_Exercise brief_.
Your answer should be every line from the records that contains "probe".

_Source data_.

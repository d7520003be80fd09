use std::fmt::Debug;
use std::hash::Hash;
use std::sync::Arc;

use crate::Result;

/// Trait representing a directed graph with arbitrary edge payloads
pub trait Graph: Debug {
    /// Vertex type; identity is its `Eq`/`Hash` implementation
    type Vertex: Clone + Eq + Hash + Debug;

    /// Payload stored on every edge
    type Edge;

    /// Returns the number of vertices in the graph
    fn vertex_count(&self) -> usize;

    /// Returns the number of edges in the graph
    fn edge_count(&self) -> usize;

    /// Returns an iterator over every vertex, in no particular order
    fn vertices(&self) -> Box<dyn Iterator<Item = &Self::Vertex> + '_>;

    /// Returns true if the vertex exists in the graph
    fn has_vertex(&self, vertex: &Self::Vertex) -> bool;

    /// Returns an iterator over the outgoing edges from a vertex.
    /// An absent vertex has no outgoing edges.
    fn outgoing_edges(
        &self,
        vertex: &Self::Vertex,
    ) -> Box<dyn Iterator<Item = (&Self::Vertex, &Self::Edge)> + '_>;

    /// Returns every target reachable through a single edge from `vertex`
    fn neighbours(&self, vertex: &Self::Vertex)
        -> Result<Box<dyn Iterator<Item = &Self::Vertex> + '_>>;

    /// Returns true if there's an edge from `source` to `target`
    fn has_edge(&self, source: &Self::Vertex, target: &Self::Vertex) -> Result<bool>;

    /// Gets the payload of an edge
    fn get_edge(&self, source: &Self::Vertex, target: &Self::Vertex) -> Result<&Self::Edge>;
}

/// Trait for mutable graph operations.
///
/// Every operation either succeeds completely or leaves the graph untouched.
pub trait MutableGraph: Graph {
    /// Adds a vertex with no edges
    fn add_vertex(&mut self, vertex: Self::Vertex) -> Result<()>;

    /// Removes a vertex together with every edge it is an endpoint of
    fn remove_vertex(&mut self, vertex: &Self::Vertex) -> Result<()>;

    /// Adds a directed edge between two existing vertices
    fn add_edge(
        &mut self,
        source: &Self::Vertex,
        target: &Self::Vertex,
        edge: Self::Edge,
    ) -> Result<()>;

    /// Removes an edge and hands back its payload
    fn remove_edge(&mut self, source: &Self::Vertex, target: &Self::Vertex) -> Result<Self::Edge>;
}

impl<G> Graph for &G
where
    G: Graph + ?Sized,
{
    type Vertex = G::Vertex;
    type Edge = G::Edge;

    fn vertex_count(&self) -> usize {
        (**self).vertex_count()
    }

    fn edge_count(&self) -> usize {
        (**self).edge_count()
    }

    fn vertices(&self) -> Box<dyn Iterator<Item = &Self::Vertex> + '_> {
        (**self).vertices()
    }

    fn has_vertex(&self, vertex: &Self::Vertex) -> bool {
        (**self).has_vertex(vertex)
    }

    fn outgoing_edges(
        &self,
        vertex: &Self::Vertex,
    ) -> Box<dyn Iterator<Item = (&Self::Vertex, &Self::Edge)> + '_> {
        (**self).outgoing_edges(vertex)
    }

    fn neighbours(
        &self,
        vertex: &Self::Vertex,
    ) -> Result<Box<dyn Iterator<Item = &Self::Vertex> + '_>> {
        (**self).neighbours(vertex)
    }

    fn has_edge(&self, source: &Self::Vertex, target: &Self::Vertex) -> Result<bool> {
        (**self).has_edge(source, target)
    }

    fn get_edge(&self, source: &Self::Vertex, target: &Self::Vertex) -> Result<&Self::Edge> {
        (**self).get_edge(source, target)
    }
}

impl<G> Graph for Arc<G>
where
    G: Graph + ?Sized,
{
    type Vertex = G::Vertex;
    type Edge = G::Edge;

    fn vertex_count(&self) -> usize {
        (**self).vertex_count()
    }

    fn edge_count(&self) -> usize {
        (**self).edge_count()
    }

    fn vertices(&self) -> Box<dyn Iterator<Item = &Self::Vertex> + '_> {
        (**self).vertices()
    }

    fn has_vertex(&self, vertex: &Self::Vertex) -> bool {
        (**self).has_vertex(vertex)
    }

    fn outgoing_edges(
        &self,
        vertex: &Self::Vertex,
    ) -> Box<dyn Iterator<Item = (&Self::Vertex, &Self::Edge)> + '_> {
        (**self).outgoing_edges(vertex)
    }

    fn neighbours(
        &self,
        vertex: &Self::Vertex,
    ) -> Result<Box<dyn Iterator<Item = &Self::Vertex> + '_>> {
        (**self).neighbours(vertex)
    }

    fn has_edge(&self, source: &Self::Vertex, target: &Self::Vertex) -> Result<bool> {
        (**self).has_edge(source, target)
    }

    fn get_edge(&self, source: &Self::Vertex, target: &Self::Vertex) -> Result<&Self::Edge> {
        (**self).get_edge(source, target)
    }
}
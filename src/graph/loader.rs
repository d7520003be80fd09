//! Reader for the JSON graph interchange document.
//!
//! ```json
//! {
//!   "directed": true,
//!   "defaults": { "x": 0.0, "y": 0.0, "label": "?", "weight": 1.0 },
//!   "vertices": [ { "key": "a", "x": 0.1, "y": 0.2, "label": "A" } ],
//!   "edges": [ { "source": "a", "target": "b", "weight": 2.0 } ]
//! }
//! ```
//!
//! Per-item values override the defaults. The graph itself only guards
//! uniqueness; the reader additionally refuses undirected input and self loops.

use serde::{Deserialize, Serialize};
use std::fs;
use std::path::Path;

use crate::geometry::Vector2D;
use crate::graph::{Graph, MapGraph, MapVertex, MutableGraph, WeightedEdge};
use crate::{Error, Result};

fn default_directed() -> bool {
    true
}

/// Serialized form of a map graph
#[derive(Debug, Clone, Serialize, Deserialize)]
pub struct GraphDocument {
    #[serde(default = "default_directed")]
    pub directed: bool,
    #[serde(default)]
    pub defaults: AttributeDefaults,
    #[serde(default)]
    pub vertices: Vec<VertexRecord>,
    #[serde(default)]
    pub edges: Vec<EdgeRecord>,
}

/// Fallback values for attributes an item leaves out
#[derive(Debug, Clone, Default, Serialize, Deserialize)]
pub struct AttributeDefaults {
    pub x: Option<f64>,
    pub y: Option<f64>,
    pub label: Option<String>,
    pub weight: Option<f64>,
}

#[derive(Debug, Clone, Serialize, Deserialize)]
pub struct VertexRecord {
    pub key: String,
    #[serde(default, skip_serializing_if = "Option::is_none")]
    pub x: Option<f64>,
    #[serde(default, skip_serializing_if = "Option::is_none")]
    pub y: Option<f64>,
    #[serde(default, skip_serializing_if = "Option::is_none")]
    pub label: Option<String>,
}

#[derive(Debug, Clone, Serialize, Deserialize)]
pub struct EdgeRecord {
    pub source: String,
    pub target: String,
    #[serde(default, skip_serializing_if = "Option::is_none")]
    pub weight: Option<f64>,
    #[serde(default, skip_serializing_if = "Option::is_none")]
    pub directed: Option<bool>,
}

/// Reads a graph document from disk
pub fn read_graph_json<P: AsRef<Path>>(path: P) -> Result<MapGraph> {
    let path = path.as_ref();
    log::info!("Reading graph from {}", path.display());
    let contents = fs::read_to_string(path)?;
    parse_graph_json(&contents)
}

/// Parses a graph document held in memory
pub fn parse_graph_json(contents: &str) -> Result<MapGraph> {
    let document: GraphDocument = serde_json::from_str(contents)?;
    build_graph(&document)
}

/// Builds a graph from an already deserialized document
pub fn build_graph(document: &GraphDocument) -> Result<MapGraph> {
    if !document.directed {
        return Err(Error::InvalidGraph(
            "only directed graphs are supported".to_string(),
        ));
    }

    let defaults = &document.defaults;
    let mut graph = MapGraph::with_capacity(document.vertices.len());

    for record in &document.vertices {
        let x = record
            .x
            .or(defaults.x)
            .ok_or_else(|| incomplete(&record.key, "x coordinate"))?;
        let y = record
            .y
            .or(defaults.y)
            .ok_or_else(|| incomplete(&record.key, "y coordinate"))?;
        let label = record
            .label
            .clone()
            .or_else(|| defaults.label.clone())
            .ok_or_else(|| incomplete(&record.key, "label"))?;

        graph.add_vertex(MapVertex::new(record.key.clone(), Vector2D::new(x, y), label))?;
    }

    for record in &document.edges {
        if record.directed == Some(false) {
            return Err(Error::InvalidGraph(format!(
                "edge ({}, {}) is undirected",
                record.source, record.target
            )));
        }
        if record.source == record.target {
            return Err(Error::InvalidGraph(format!(
                "edge ({}, {}) references itself",
                record.source, record.target
            )));
        }

        let source = MapVertex::probe(record.source.as_str());
        let target = MapVertex::probe(record.target.as_str());
        for endpoint in [&source, &target] {
            if !graph.has_vertex(endpoint) {
                return Err(Error::InvalidGraph(format!(
                    "edge ({}, {}) references unknown vertex {}",
                    record.source, record.target, endpoint.key
                )));
            }
        }

        let weight = record.weight.or(defaults.weight).ok_or_else(|| {
            Error::InvalidGraph(format!(
                "edge ({}, {}) has no weight",
                record.source, record.target
            ))
        })?;
        graph.add_edge(&source, &target, WeightedEdge::new(weight))?;
    }

    log::debug!(
        "Built graph with {} vertices and {} edges",
        graph.vertex_count(),
        graph.edge_count()
    );
    Ok(graph)
}

/// Serializes a graph back into a document, with vertices and edges sorted by key
pub fn to_document(graph: &MapGraph) -> GraphDocument {
    let mut vertices: Vec<&MapVertex> = graph.vertices().collect();
    vertices.sort();

    let mut edges = Vec::with_capacity(graph.edge_count());
    for source in &vertices {
        let mut outgoing: Vec<(&MapVertex, &WeightedEdge)> = graph.outgoing_edges(source).collect();
        outgoing.sort_by(|a, b| a.0.cmp(b.0));
        for (target, edge) in outgoing {
            edges.push(EdgeRecord {
                source: source.key.clone(),
                target: target.key.clone(),
                weight: Some(edge.weight),
                directed: None,
            });
        }
    }

    GraphDocument {
        directed: true,
        defaults: AttributeDefaults::default(),
        vertices: vertices
            .into_iter()
            .map(|v| VertexRecord {
                key: v.key.clone(),
                x: Some(v.position.x),
                y: Some(v.position.y),
                label: Some(v.label.clone()),
            })
            .collect(),
        edges,
    }
}

fn incomplete(key: &str, attribute: &str) -> Error {
    Error::InvalidGraph(format!("vertex {} has no {}", key, attribute))
}

use stepwise_sssp::web::server::{start_server_with_config, ServerConfig};
use std::env;

#[tokio::main]
async fn main() -> Result<(), Box<dyn std::error::Error>> {
    // Initialize logging
    env_logger::init();

    let config = ServerConfig::from_env_and_args(env::args());

    log::info!("Starting stepwise SSSP web server");
    log::info!("   Port: {}", config.port);
    log::info!("   Static files: {}", config.static_dir);
    log::info!("   CORS enabled: {}", config.enable_cors);
    log::info!("   Max sessions: {}", config.max_sessions);

    start_server_with_config(config).await?;

    Ok(())
}
use criterion::{black_box, criterion_group, criterion_main, BatchSize, BenchmarkId, Criterion};
use rand::rngs::StdRng;
use rand::{Rng, SeedableRng};

use stepwise_sssp::graph::generators::lattice_graph;
use stepwise_sssp::graph::MapVertex;
use stepwise_sssp::{numeric_cost, MutableGraph, ShortestPathEngine, WeightedDirectedGraph, WeightedEdge};

// Random directed graph with roughly `edge_factor * n` edges
fn random_graph(n: usize, edge_factor: f64, seed: u64) -> WeightedDirectedGraph<usize, f64> {
    let mut rng = StdRng::seed_from_u64(seed);
    let mut graph = WeightedDirectedGraph::with_capacity(n);
    for v in 0..n {
        let _ = graph.add_vertex(v);
    }

    let edges = (edge_factor * n as f64) as usize;
    for _ in 0..edges {
        let u = rng.gen_range(0..n);
        let v = rng.gen_range(0..n);
        if u != v {
            // Duplicates are simply skipped
            let _ = graph.add_edge(&u, &v, rng.gen_range(1.0..100.0));
        }
    }
    graph
}

fn bench_run_to_completion(c: &mut Criterion) {
    let mut group = c.benchmark_group("run_to_completion");
    for &n in &[1_000usize, 10_000, 50_000] {
        let graph = random_graph(n, 2.0, 42);
        group.bench_with_input(BenchmarkId::from_parameter(n), &graph, |b, graph| {
            b.iter(|| {
                let mut engine = ShortestPathEngine::new(graph, Some(0), numeric_cost::<f64>);
                black_box(engine.run_to_completion())
            })
        });
    }
    group.finish();
}

fn bench_single_steps(c: &mut Criterion) {
    let graph = random_graph(10_000, 4.0, 7);
    c.bench_function("first_100_steps", |b| {
        b.iter_batched(
            || ShortestPathEngine::new(&graph, Some(0), numeric_cost::<f64>),
            |mut engine| {
                for _ in 0..100 {
                    black_box(engine.step());
                }
            },
            BatchSize::SmallInput,
        )
    });
}

fn bench_lattice(c: &mut Criterion) {
    let graph = match lattice_graph(25, &mut StdRng::seed_from_u64(1)) {
        Ok(graph) => graph,
        Err(e) => panic!("lattice generation failed: {}", e),
    };
    let source = MapVertex::probe("0_0");

    c.bench_function("lattice_25x25", |b| {
        b.iter(|| {
            let mut engine = ShortestPathEngine::new(&graph, Some(source.clone()), WeightedEdge::cost);
            engine.run_to_completion();
            black_box(engine.shortest_path_to(&MapVertex::probe("24_24")))
        })
    });
}

criterion_group!(benches, bench_run_to_completion, bench_single_steps, bench_lattice);
criterion_main!(benches);
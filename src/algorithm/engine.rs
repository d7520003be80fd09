use log::{debug, info, warn};
use num_traits::ToPrimitive;
use ordered_float::OrderedFloat;
use std::collections::{HashMap, HashSet};
use std::fmt;

use crate::algorithm::state::VertexState;
use crate::data_structures::IndexedPriorityQueue;
use crate::graph::Graph;

/// Distance of every vertex the search has not reached.
///
/// Larger than any finite cost, including `f64::MAX`.
pub const UNREACHABLE: f64 = f64::INFINITY;

/// Cost of an edge the search must never follow
pub const IMPASSABLE: f64 = f64::NAN;

/// Cost projection for payloads that are plain numbers.
///
/// A payload with no `f64` representation costs [`IMPASSABLE`].
pub fn numeric_cost<E: ToPrimitive>(edge: &E) -> f64 {
    edge.to_f64().unwrap_or(IMPASSABLE)
}

/// Dijkstra's algorithm, one vertex expansion per [`step`](Self::step).
///
/// All traversal state is built when the engine is created and updated as a
/// whole by every step, so the engine can be inspected between any two steps:
/// distances, predecessors and per-vertex [`VertexState`] always describe the
/// same moment of the search.
///
/// Edge costs come from `cost` and must be non-negative; negative costs are
/// not checked and give meaningless results. An edge whose route cost is not
/// finite (a NaN or infinite cost, or a sum overflowing `f64`) is ignored.
///
/// Vertices with equal distance are expanded in ascending `Ord` order.
pub struct ShortestPathEngine<G, C>
where
    G: Graph,
    G::Vertex: Ord,
    C: Fn(&G::Edge) -> f64,
{
    graph: G,
    source: Option<G::Vertex>,
    cost: C,

    /// Best known distance from the source
    distances: HashMap<G::Vertex, f64>,

    /// Vertex through which the best known distance is reached
    predecessors: HashMap<G::Vertex, G::Vertex>,

    /// Vertices whose distance may still improve
    frontier: IndexedPriorityQueue<G::Vertex, OrderedFloat<f64>>,

    finalized: HashSet<G::Vertex>,
    states: HashMap<G::Vertex, VertexState>,
    steps_taken: usize,
}

impl<G, C> ShortestPathEngine<G, C>
where
    G: Graph,
    G::Vertex: Ord,
    C: Fn(&G::Edge) -> f64,
{
    /// Prepares a search over `graph` starting at `source`.
    ///
    /// With no source (or one the graph does not contain) nothing is
    /// reachable and the engine is complete from the start.
    pub fn new(graph: G, source: Option<G::Vertex>, cost: C) -> Self {
        let source = source.filter(|vertex| {
            let known = graph.has_vertex(vertex);
            if !known {
                warn!("Source vertex {:?} is not part of the graph", vertex);
            }
            known
        });

        let n = graph.vertex_count();
        let mut distances = HashMap::with_capacity(n);
        let mut states = HashMap::with_capacity(n);
        for vertex in graph.vertices() {
            distances.insert(vertex.clone(), UNREACHABLE);
            states.insert(vertex.clone(), VertexState::Pending);
        }
        if let Some(source) = &source {
            distances.insert(source.clone(), 0.0);
        }

        let mut frontier = IndexedPriorityQueue::with_capacity(n);
        for (vertex, distance) in &distances {
            frontier.push(vertex.clone(), OrderedFloat(*distance));
        }

        let mut engine = ShortestPathEngine {
            graph,
            source,
            cost,
            distances,
            predecessors: HashMap::new(),
            frontier,
            finalized: HashSet::with_capacity(n),
            states,
            steps_taken: 0,
        };
        engine.discard_unreachable();
        engine
    }

    /// Returns true once no vertex is left to expand
    pub fn is_completed(&self) -> bool {
        self.frontier.is_empty()
    }

    /// Expands the closest unsettled vertex and relaxes its outgoing edges.
    ///
    /// Returns the expanded vertex, or `None` without doing anything when the
    /// search is already complete.
    pub fn step(&mut self) -> Option<G::Vertex> {
        let (current, _) = self.frontier.pop()?;
        let current_distance = self.distance(&current);

        self.finalized.insert(current.clone());
        self.states.insert(current.clone(), VertexState::Expanded);
        self.steps_taken += 1;
        debug!(
            "Step {}: expanded {:?} at distance {}",
            self.steps_taken, current, current_distance
        );

        for (neighbour, edge) in self.graph.outgoing_edges(&current) {
            if self.finalized.contains(neighbour) {
                continue;
            }

            let candidate = current_distance + (self.cost)(edge);
            if !candidate.is_finite() {
                continue;
            }
            self.states.insert(neighbour.clone(), VertexState::Frontier);

            if candidate < self.distance(neighbour) {
                self.distances.insert(neighbour.clone(), candidate);
                self.predecessors.insert(neighbour.clone(), current.clone());
                self.frontier
                    .decrease_key(neighbour, OrderedFloat(candidate));
            }
        }

        self.discard_unreachable();
        if self.is_completed() {
            info!(
                "Search from {:?} completed after {} steps",
                self.source, self.steps_taken
            );
        }
        Some(current)
    }

    /// Steps until the search is complete and returns how many steps that took
    pub fn run_to_completion(&mut self) -> usize {
        let mut steps = 0;
        while self.step().is_some() {
            steps += 1;
        }
        steps
    }

    /// Vertices from the source to `target`, both included.
    ///
    /// Empty when `target` has not been reached (yet). The source's own path
    /// is just the source.
    pub fn shortest_path_to(&self, target: &G::Vertex) -> Vec<G::Vertex> {
        let Some(source) = &self.source else {
            return Vec::new();
        };
        if target != source && !self.predecessors.contains_key(target) {
            return Vec::new();
        }

        let mut path = vec![target.clone()];
        let mut current = target;
        while let Some(previous) = self.predecessors.get(current) {
            path.push(previous.clone());
            current = previous;

            // Only negative costs can close a predecessor cycle
            if path.len() > self.distances.len() {
                warn!("Predecessor cycle while tracing path to {:?}", target);
                return Vec::new();
            }
        }

        path.reverse();
        path
    }

    /// Best known distance to `target`, [`UNREACHABLE`] if it has not been reached
    pub fn shortest_path_cost_to(&self, target: &G::Vertex) -> f64 {
        self.distance(target)
    }

    pub fn source_vertex(&self) -> Option<&G::Vertex> {
        self.source.as_ref()
    }

    /// Classification of every vertex of the graph
    pub fn state(&self) -> &HashMap<G::Vertex, VertexState> {
        &self.states
    }

    pub fn state_of(&self, vertex: &G::Vertex) -> Option<VertexState> {
        self.states.get(vertex).copied()
    }

    /// Vertex through which `vertex` is currently reached
    pub fn predecessor_of(&self, vertex: &G::Vertex) -> Option<&G::Vertex> {
        self.predecessors.get(vertex)
    }

    pub fn steps_taken(&self) -> usize {
        self.steps_taken
    }

    pub fn graph(&self) -> &G {
        &self.graph
    }

    fn distance(&self, vertex: &G::Vertex) -> f64 {
        self.distances.get(vertex).copied().unwrap_or(UNREACHABLE)
    }

    /// Once the closest queued vertex is unreachable, so is every other one:
    /// they stay pending and the search is over.
    fn discard_unreachable(&mut self) {
        let exhausted = matches!(
            self.frontier.peek(),
            Some((_, distance)) if distance.into_inner() >= UNREACHABLE
        );
        if exhausted {
            debug!(
                "Dropping {} unreachable vertices from the frontier",
                self.frontier.len()
            );
            self.frontier.clear();
        }
    }
}

impl<G, C> fmt::Debug for ShortestPathEngine<G, C>
where
    G: Graph,
    G::Vertex: Ord,
    C: Fn(&G::Edge) -> f64,
{
    fn fmt(&self, f: &mut fmt::Formatter<'_>) -> fmt::Result {
        f.debug_struct("ShortestPathEngine")
            .field("source", &self.source)
            .field("steps_taken", &self.steps_taken)
            .field("frontier", &self.frontier.len())
            .field("finalized", &self.finalized.len())
            .finish_non_exhaustive()
    }
}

_Expected answer_.
        let source = MapVertex::probe(record.source.as_str());
        let target = MapVertex::probe(record.target.as_str());
    let source = MapVertex::probe("0_0");
            black_box(engine.shortest_path_to(&MapVertex::probe("24_24")))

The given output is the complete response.